6. Know Your Credit Score
The big takeaway from the meltdown of 2008 is that banks are going to be a lot less eager to lend money to you. You will need a sparkling financial personality: a FICO score above 700, solid verifiable income, a manageable amount of existing debt—to get good offers for credit cards, auto loans, mortgages, and refinancings. And you can expect lenders to continue to tighten the screws on your existing credit lines; all the credit they loved to give you before 2008 now makes them nervous. Get your credit score by going to MyFico.com. If your score is below 700, two of the best ways to improve it are to pay your bills on time and push yourself to reduce your credit card balances.
7. Evaluate Your Retirement Plan
If your 401(k) and Roth IRA lost value in 2008, that's a good sign. It means you were invested in stocks, and that's exactly where you should be invested—assuming your retirement is at least a decade away. Only stocks offer the chance of high returns that outpace the annual 3 to 4 percent inflation rate. In your 20s and 30s, aim to keep 80 percent in stocks and just 20 percent in bonds; you have time to ride out stock swings. As you age, slowly ramp up the percentage in bonds; in your 50s and 60s, consider keeping 40 percent or more in bonds to help buoy your portfolio when stocks are slumping. The biggest mistake you can make is to stop investing in your retirement accounts or to shift money from stocks into "safe" money market accounts.
Instead of worrying that your account is down, remember that your money buys more shares of your retirement funds. The more shares you own now, the more you will make when the market recovers.
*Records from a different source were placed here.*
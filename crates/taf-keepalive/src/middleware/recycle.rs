//! Worker recycling middleware
//!
//! Counts completed requests and signals a graceful shutdown once the
//! jittered request limit is reached, bounding per-worker memory growth.

use std::sync::Arc;
use std::sync::atomic::{AtomicU64, Ordering};

use axum::{
    extract::{Request, State},
    middleware::Next,
    response::Response,
};
use tokio::sync::Notify;
use tracing::info;

/// Tracks served requests against a per-launch recycle limit.
///
/// Single consumer: at most one task may wait on [`RequestRecycler::recycled`].
pub struct RequestRecycler {
    limit: u64,
    served: AtomicU64,
    notify: Notify,
}

impl RequestRecycler {
    /// Create a recycler. A limit of 0 is clamped to 1.
    pub fn new(limit: u64) -> Arc<Self> {
        Arc::new(Self {
            limit: limit.max(1),
            served: AtomicU64::new(0),
            notify: Notify::new(),
        })
    }

    /// Record one completed request, signalling recycling at the limit.
    pub fn record(&self) {
        let served = self.served.fetch_add(1, Ordering::Relaxed) + 1;
        if served == self.limit {
            info!("served {} requests, worker recycle scheduled", served);
            self.notify.notify_one();
        }
    }

    /// Requests completed so far.
    pub fn served(&self) -> u64 {
        self.served.load(Ordering::Relaxed)
    }

    /// Recycle threshold for this launch.
    pub fn limit(&self) -> u64 {
        self.limit
    }

    /// True once the limit has been reached.
    pub fn limit_reached(&self) -> bool {
        self.served() >= self.limit
    }

    /// Resolves once the limit is reached. `notify_one` stores a permit if
    /// the waiter registers late, so the signal is never missed.
    pub async fn recycled(&self) {
        if self.limit_reached() {
            return;
        }
        self.notify.notified().await;
    }
}

/// Counts each completed request toward the recycle limit.
pub async fn recycle_middleware(
    State(recycler): State<Arc<RequestRecycler>>,
    request: Request,
    next: Next,
) -> Response {
    let response = next.run(request).await;
    recycler.record();
    response
}

#[cfg(test)]
mod tests {
    use super::*;
    use std::time::Duration;

    #[test]
    fn test_zero_limit_is_clamped() {
        let recycler = RequestRecycler::new(0);
        assert_eq!(recycler.limit(), 1);
    }

    #[tokio::test]
    async fn test_does_not_trigger_below_limit() {
        let recycler = RequestRecycler::new(3);
        recycler.record();
        recycler.record();

        assert!(!recycler.limit_reached());
        let waited = tokio::time::timeout(Duration::from_millis(20), recycler.recycled()).await;
        assert!(waited.is_err());
    }

    #[tokio::test]
    async fn test_triggers_at_limit() {
        let recycler = RequestRecycler::new(2);
        recycler.record();
        recycler.record();

        assert!(recycler.limit_reached());
        assert_eq!(recycler.served(), 2);
        tokio::time::timeout(Duration::from_millis(20), recycler.recycled())
            .await
            .expect("recycled() should resolve at the limit");
    }

    #[tokio::test]
    async fn test_waiter_registered_before_limit_is_woken() {
        let recycler = RequestRecycler::new(1);
        let waiter = {
            let recycler = Arc::clone(&recycler);
            tokio::spawn(async move { recycler.recycled().await })
        };
        // give the waiter a chance to register
        tokio::task::yield_now().await;

        recycler.record();
        tokio::time::timeout(Duration::from_millis(100), waiter)
            .await
            .expect("waiter should be woken")
            .unwrap();
    }
}
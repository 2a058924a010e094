//! Keep-alive HTTP server
//!
//! Runs the web role: binds the platform port with the declared backlog,
//! serves until a shutdown signal or the recycle limit, then drains
//! in-flight requests and returns so the process manager can relaunch
//! the role.

use std::net::SocketAddr;
use std::sync::Arc;
use std::time::Duration;

use axum::middleware;
use tokio::net::{TcpListener, TcpSocket};
use tower_http::timeout::TimeoutLayer;
use tower_http::trace::TraceLayer;
use tracing::info;

use taf_core::WebTuning;

use crate::error::{Result, ServerError};
use crate::middleware::recycle::{RequestRecycler, recycle_middleware};
use crate::routes::routes;

/// Start the keep-alive responder and serve until shutdown or recycle.
///
/// The recycle threshold is drawn once per launch from the tuning's
/// jitter band, so parallel workers spread their recycle points.
pub async fn start_server(port: u16, tuning: &WebTuning) -> Result<()> {
    let limit = u64::from(tuning.drawn_max_requests());
    let recycler = RequestRecycler::new(limit);

    // preload semantics: the full application is assembled before the
    // listener starts accepting
    let app = routes()
        .layer(middleware::from_fn_with_state(
            Arc::clone(&recycler),
            recycle_middleware,
        ))
        .layer(TimeoutLayer::new(Duration::from_secs(tuning.timeout_secs)))
        .layer(TraceLayer::new_for_http());

    let addr = SocketAddr::from(([0, 0, 0, 0], port));
    let listener = bind_with_backlog(addr, tuning.backlog)?;
    info!(
        "keep-alive responder listening on {} (workers={}, threads={}, class={}, timeout={}s, keep-alive={}s, max-requests={}, backlog={})",
        addr,
        tuning.workers,
        tuning.threads,
        tuning.worker_class,
        tuning.timeout_secs,
        tuning.keep_alive_secs,
        limit,
        tuning.backlog
    );

    axum::serve(listener, app)
        .with_graceful_shutdown(shutdown_signal(Arc::clone(&recycler)))
        .await
        .map_err(ServerError::Io)?;

    if recycler.limit_reached() {
        info!("worker recycled after {} requests", recycler.served());
    }
    Ok(())
}

fn bind_with_backlog(addr: SocketAddr, backlog: u32) -> Result<TcpListener> {
    let socket = TcpSocket::new_v4()?;
    socket.set_reuseaddr(true)?;
    socket
        .bind(addr)
        .map_err(|source| ServerError::Bind { addr, source })?;
    Ok(socket.listen(backlog)?)
}

/// Resolves on Ctrl-C or once the recycle limit is reached.
async fn shutdown_signal(recycler: Arc<RequestRecycler>) {
    tokio::select! {
        _ = tokio::signal::ctrl_c() => {
            info!("shutdown signal received");
        }
        _ = recycler.recycled() => {
            info!("request limit {} reached, recycling worker", recycler.limit());
        }
    }
}

#[cfg(test)]
mod tests {
    use super::*;

    #[tokio::test]
    async fn test_bind_with_backlog_uses_ephemeral_port() {
        let addr = SocketAddr::from(([0, 0, 0, 0], 0));
        let listener = bind_with_backlog(addr, 128).unwrap();
        assert_ne!(listener.local_addr().unwrap().port(), 0);
    }

    #[tokio::test]
    async fn test_bind_error_reports_address() {
        let addr = SocketAddr::from(([0, 0, 0, 0], 0));
        let first = bind_with_backlog(addr, 16).unwrap();
        let taken = first.local_addr().unwrap();

        // second bind on the same port fails with the address in the error
        let socket = TcpSocket::new_v4().unwrap();
        let err = match socket.bind(taken) {
            Err(source) => ServerError::Bind {
                addr: taken,
                source,
            },
            Ok(_) => return, // reuseaddr platforms may allow this; nothing to assert
        };
        assert!(err.to_string().contains(&taken.port().to_string()));
    }
}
Buy and hold is the way to go.
Here's some perspective: The 2008 market slide is the tenth bear market (commonly accepted as a decline of at least 20 percent) since 1950. If you'd put your money in stocks in 1950 and stayed invested through the ups and downs, your average annual return through 2007 would have been more than 10 percent. That's not to say you can count on an average of 10 percent over the next 50 or so years (7 to 8 percent is probably more realistic), but it illustrates how keeping focused on the long term pays off.